This picture of a road was lifted from video in Wyoming. At least this road had reflectors on the edges, we didn't even have that on the way through Montana.

This picture of a road was lifted from video in Wyoming. At least this road had reflectors on the edges, we didn’t even have that on the way through Montana.

You’ll need one part wild west, one part white knuckles and a whole lotta darkness.

I got a surprise late Christmas gift this year  when I changed the memory card in my camera and found a few hundred more pictures from Yellowstone National Park. Talk about excited! But, it also reminded me that  I hadn’t ever finished posting to Flickr or blogging about the rest of the trip. Life intervened. But, let’s see if I can sum up what’s left of the trip.

I could go back and gush about Glacier National Park some more but I’ll move on. I still pull out the photos from that part of the trip and flip through them about once a week, drooling and wishing I could just pack up and head back to Big Sky Country — for good this time. But that good thing came to an end and we started on the last leg of our trip: Wyoming and Yellowstone National Park. The drive was to be another long one — our last, thank goodness. So we got an early start, knowing we’d be racing against the Montana darkness again. I think this will be the third time I marvel at just how dark a place can be.

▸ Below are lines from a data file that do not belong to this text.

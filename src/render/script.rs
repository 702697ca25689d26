use std::io::Write;

use super::{RenderError, Renderer};
use crate::descriptor::LegendPlacement;
use crate::geometry::{AxisGeometry, CurveGeometry, Direction, GeometryModel, GraphGeometry};
use crate::style::{ColorKind, LineKind, MarkKind, ScaleKind, StyleKind};
use crate::value::format_number;

#[derive(Debug, Clone, Default)]
pub struct ScriptConfig {
    /// Emitted as `set terminal ...` when present.
    pub terminal: Option<String>,
    /// Emitted as `set output ...` when present.
    pub output: Option<String>,
}

/// gnuplot command script with the data inlined after each `plot` command.
#[derive(Debug, Clone, Default)]
pub struct ScriptRenderer {
    pub config: ScriptConfig,
}

impl ScriptRenderer {
    pub fn new(config: ScriptConfig) -> Self {
        Self { config }
    }
}

impl Renderer for ScriptRenderer {
    fn name(&self) -> &'static str {
        "graph"
    }

    fn render(&self, model: &GeometryModel, out: &mut dyn Write) -> Result<(), RenderError> {
        if let Some(title) = &model.title {
            writeln!(out, "# {title}")?;
        }
        if let Some(terminal) = &self.config.terminal {
            writeln!(out, "set terminal {terminal}")?;
        }
        if let Some(output) = &self.config.output {
            writeln!(out, "set output {}", quote(output))?;
        }

        for (index, graph) in model.graphs.iter().enumerate() {
            if index > 0 {
                writeln!(out, "reset")?;
            }
            write_graph(out, graph)?;
        }
        Ok(())
    }
}

fn write_graph(out: &mut dyn Write, graph: &GraphGeometry) -> Result<(), RenderError> {
    if !graph.title.is_empty() {
        writeln!(out, "set title {}", quote(&graph.title))?;
    }
    write_axis(out, "x", &graph.x)?;
    write_axis(out, "y", &graph.y)?;
    match graph.legend {
        LegendPlacement::None => writeln!(out, "unset key")?,
        LegendPlacement::Inside => writeln!(out, "set key inside")?,
        LegendPlacement::Outside => writeln!(out, "set key outside")?,
        LegendPlacement::Below => writeln!(out, "set key below")?,
    }
    if graph.grid {
        writeln!(out, "set grid")?;
    }
    if graph.curves.iter().any(|curve| curve.bar) {
        writeln!(out, "set style fill solid 0.5 border")?;
        writeln!(out, "set boxwidth 0.9")?;
    }

    if graph.curves.is_empty() {
        return Ok(());
    }
    let clauses: Vec<String> = graph.curves.iter().map(plot_clause).collect();
    writeln!(out, "plot {}", clauses.join(", \\\n     "))?;

    for curve in &graph.curves {
        for point in graph.points_of(curve.id) {
            write!(out, "{} {}", format_number(point.plotted_x), format_number(point.plotted_y))?;
            if curve.errorbars {
                write!(out, " {} {}", format_number(point.low), format_number(point.high))?;
            }
            writeln!(out)?;
        }
        writeln!(out, "e")?;
    }
    Ok(())
}

fn write_axis(out: &mut dyn Write, name: &str, axis: &AxisGeometry) -> Result<(), RenderError> {
    if let Some(label) = &axis.label {
        writeln!(out, "set {name}label {}", quote(label))?;
    }
    if axis.scale.scale() == ScaleKind::Log {
        writeln!(out, "set logscale {name}")?;
    }
    if !axis.ticks.is_empty() {
        let ticks: Vec<String> = axis
            .ticks
            .iter()
            .map(|tick| format!("{} {}", quote(&tick.label), format_number(tick.position)))
            .collect();
        writeln!(out, "set {name}tics ({})", ticks.join(", "))?;
    }
    if axis.range != (None, None) {
        let bound = |value: Option<f64>| value.map(format_number).unwrap_or_else(|| "*".to_string());
        writeln!(out, "set {name}range [{}:{}]", bound(axis.range.0), bound(axis.range.1))?;
    }
    Ok(())
}

fn plot_clause(curve: &CurveGeometry) -> String {
    let (using, style) = match (curve.bar, curve.errorbars, curve.direction) {
        (true, _, Direction::ByX) => ("1:2", "boxes"),
        (true, _, Direction::ByY) => ("1:2", "points"),
        (false, true, Direction::ByX) => ("1:2:3:4", "yerrorlines"),
        (false, true, Direction::ByY) => ("1:2:3:4", "xerrorlines"),
        (false, false, _) => ("1:2", "linespoints"),
    };

    let mut clause = format!("'-' using {using} title {} with {style}", quote(&curve.label));
    if let Some(dash) = dash_type(&curve.line) {
        clause.push_str(&format!(" dt {dash}"));
    }
    if let Some(point) = point_type(&curve.mark) {
        clause.push_str(&format!(" pt {point}"));
    }
    clause.push_str(&format!(" lc rgb {}", quote(color_name(&curve.color))));
    clause
}

fn dash_type(line: &StyleKind) -> Option<String> {
    match line {
        StyleKind::Line(LineKind::Solid) => Some("1".to_string()),
        StyleKind::Line(LineKind::Dashed) => Some("2".to_string()),
        StyleKind::Line(LineKind::Dotted) => Some("3".to_string()),
        StyleKind::Line(LineKind::None) => None,
        other => other.payload().map(str::to_string),
    }
}

fn point_type(mark: &StyleKind) -> Option<String> {
    let code = match mark {
        StyleKind::Mark(MarkKind::None) => return Some("-1".to_string()),
        StyleKind::Mark(MarkKind::Circle) => 7,
        StyleKind::Mark(MarkKind::Square) => 5,
        StyleKind::Mark(MarkKind::Triangle) => 9,
        StyleKind::Mark(MarkKind::Diamond) => 13,
        StyleKind::Mark(MarkKind::Cross) => 2,
        StyleKind::Mark(MarkKind::Star) => 3,
        other => return other.payload().map(str::to_string),
    };
    Some(code.to_string())
}

fn color_name(color: &StyleKind) -> &str {
    match color {
        StyleKind::Color(ColorKind::Gray) => "grey",
        StyleKind::Custom(style) => style.payload.as_deref().unwrap_or(&style.display),
        other => other.name(),
    }
}

fn quote(text: &str) -> String {
    format!("\"{}\"", text.replace('\\', "\\\\").replace('"', "\\\""))
}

Thankfully, we had an uneventful day of driving. No blown out tires, no getting lost, no hitting wildfires. Just crossing Montana country heading to the state line was quickly as we could. The quiet gave me the chance to get some school work finished  — because going back to school for a different degree seemed like a good idea at the time — and so Lacey gave me a break from driving until the sun set. And then the fun began.

For all we knew, the road we were driving was on the side of a mountain, like this part of Going to the Sun Road in Glacier National Park.

For all we knew, the road we were driving was on the side of a mountain, like this part of Going to the Sun Road in Glacier National Park.

Imagine darkness. I bet your imagination conjured something with faint outlines of objects, maybe a sliver of light under a door. Now, take that away. No more outlines, no more shadows. Now, as you adjust to that darkness, take it down another notch. You can’t even see the hand in front of your face. The darkness takes on a life of its own and you can feel it pressing in on all sides of you. It is terrifying and inescapable. That’s the kind of darkness I’m talking about.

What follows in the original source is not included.